#### [TASK INPUT]
# # # # #
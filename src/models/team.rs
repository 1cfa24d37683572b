use serde::{Deserialize, Serialize};
use std::fmt;
use std::str::FromStr;

use super::{ParseError, Player};

#[derive(Debug, Clone, Copy, PartialEq, Eq, Hash, PartialOrd, Ord, Serialize, Deserialize)]
pub enum Championship {
    #[serde(rename = "Erste League")]
    ErsteLeague,
    #[serde(rename = "Romanian Championship")]
    RomanianChampionship,
    #[serde(rename = "Romanian Cup")]
    RomanianCup,
    #[serde(rename = "Romanian SuperCup")]
    RomanianSupercup,
}

impl Championship {
    pub const ALL: [Championship; 4] = [
        Championship::ErsteLeague,
        Championship::RomanianChampionship,
        Championship::RomanianCup,
        Championship::RomanianSupercup,
    ];

    pub fn name(self) -> &'static str {
        match self {
            Championship::ErsteLeague => "Erste League",
            Championship::RomanianChampionship => "Romanian Championship",
            Championship::RomanianCup => "Romanian Cup",
            Championship::RomanianSupercup => "Romanian SuperCup",
        }
    }
}

impl fmt::Display for Championship {
    fn fmt(&self, f: &mut fmt::Formatter<'_>) -> fmt::Result {
        f.pad(self.name())
    }
}

impl FromStr for Championship {
    type Err = ParseError;

    fn from_str(s: &str) -> Result<Self, Self::Err> {
        let wanted = s.trim();
        Championship::ALL
            .into_iter()
            .find(|c| c.name().eq_ignore_ascii_case(wanted))
            .ok_or_else(|| ParseError::UnknownChampionship(s.to_string()))
    }
}

#[derive(Debug, Clone, Default, PartialEq, Eq, Hash, Serialize, Deserialize)]
pub struct ColorPair {
    pub primary: String,
    pub secondary: String,
}

impl ColorPair {
    pub fn new(primary: impl Into<String>, secondary: impl Into<String>) -> Self {
        ColorPair {
            primary: primary.into(),
            secondary: secondary.into(),
        }
    }

    /// Colors are compared as strings, ignoring ASCII case ("#FFF" == "#fff").
    pub fn primary_matches_secondary(&self) -> bool {
        self.primary.eq_ignore_ascii_case(&self.secondary)
    }

    pub fn same_as(&self, other: &ColorPair) -> bool {
        self.primary.eq_ignore_ascii_case(&other.primary)
            && self.secondary.eq_ignore_ascii_case(&other.secondary)
    }
}

/// The slice of a team an event needs: identity for scoring, name for sorting.
///
/// Stored events embed the whole team document; the extra fields are ignored on load.
#[derive(Debug, Clone, PartialEq, Eq, Hash, Serialize, Deserialize)]
pub struct TeamRef {
    pub id: String,
    #[serde(default)]
    pub name: String,
}

impl TeamRef {
    pub fn new(id: impl Into<String>, name: impl Into<String>) -> Self {
        TeamRef {
            id: id.into(),
            name: name.into(),
        }
    }
}

#[derive(Debug, Clone, Default, PartialEq, Serialize, Deserialize)]
#[serde(rename_all = "camelCase")]
pub struct Team {
    pub id: String,
    pub name: String,
    #[serde(default)]
    pub logo: String,
    #[serde(default)]
    pub championships: Vec<Championship>,
    #[serde(default)]
    pub home_color: ColorPair,
    #[serde(default)]
    pub away_color: ColorPair,
    /// Full club pool
    #[serde(default)]
    pub players: Vec<Player>,
    /// Players dressed for one game; always a subset of `players`
    #[serde(default)]
    pub roster: Vec<Player>,
}

impl Team {
    pub fn new(id: impl Into<String>, name: impl Into<String>) -> Self {
        Team {
            id: id.into(),
            name: name.into(),
            ..Team::default()
        }
    }

    pub fn to_ref(&self) -> TeamRef {
        TeamRef::new(self.id.clone(), self.name.clone())
    }

    pub fn has_player(&self, player_id: &str) -> bool {
        self.players.iter().any(|p| p.id == player_id)
    }

    pub fn in_roster(&self, player_id: &str) -> bool {
        self.roster.iter().any(|p| p.id == player_id)
    }

    pub fn plays_in(&self, championship: Championship) -> bool {
        self.championships.contains(&championship)
    }
}

#[cfg(test)]
mod tests {
    use super::*;

    #[test]
    fn test_championship_names_round_trip_through_serde() {
        let json = serde_json::to_string(&Championship::RomanianSupercup).unwrap();
        assert_eq!(json, "\"Romanian SuperCup\"");
        let parsed: Championship = serde_json::from_str("\"Erste League\"").unwrap();
        assert_eq!(parsed, Championship::ErsteLeague);
    }

    #[test]
    fn test_championship_from_str_ignores_case() {
        assert_eq!(
            "romanian cup".parse::<Championship>(),
            Ok(Championship::RomanianCup)
        );
        assert!("NHL".parse::<Championship>().is_err());
    }

    #[test]
    fn test_color_pair_comparison_is_case_insensitive() {
        let kit = ColorPair::new("#FFFFFF", "#ffffff");
        assert!(kit.primary_matches_secondary());

        let home = ColorPair::new("#000000", "#FFFFFF");
        let away = ColorPair::new("#000000", "#ffffff");
        assert!(home.same_as(&away));
        assert!(!home.same_as(&ColorPair::new("#ffffff", "#000000")));
    }

    #[test]
    fn test_team_ref_ignores_extra_team_fields() {
        let json = r#"{"id":"t1","name":"Corona","logo":"x.png","players":[]}"#;
        let team_ref: TeamRef = serde_json::from_str(json).unwrap();
        assert_eq!(team_ref, TeamRef::new("t1", "Corona"));
    }
}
# # # # #
#### [PROMPT]
Scan the material line by line and report each one that contains "Deserialize".

#### [SOLUTION BELOW]
use serde::{Deserialize, Serialize};
#[derive(Debug, Clone, Copy, PartialEq, Eq, Hash, PartialOrd, Ord, Serialize, Deserialize)]
#[derive(Debug, Clone, Default, PartialEq, Eq, Hash, Serialize, Deserialize)]
#[derive(Debug, Clone, PartialEq, Eq, Hash, Serialize, Deserialize)]
#[derive(Debug, Clone, Default, PartialEq, Serialize, Deserialize)]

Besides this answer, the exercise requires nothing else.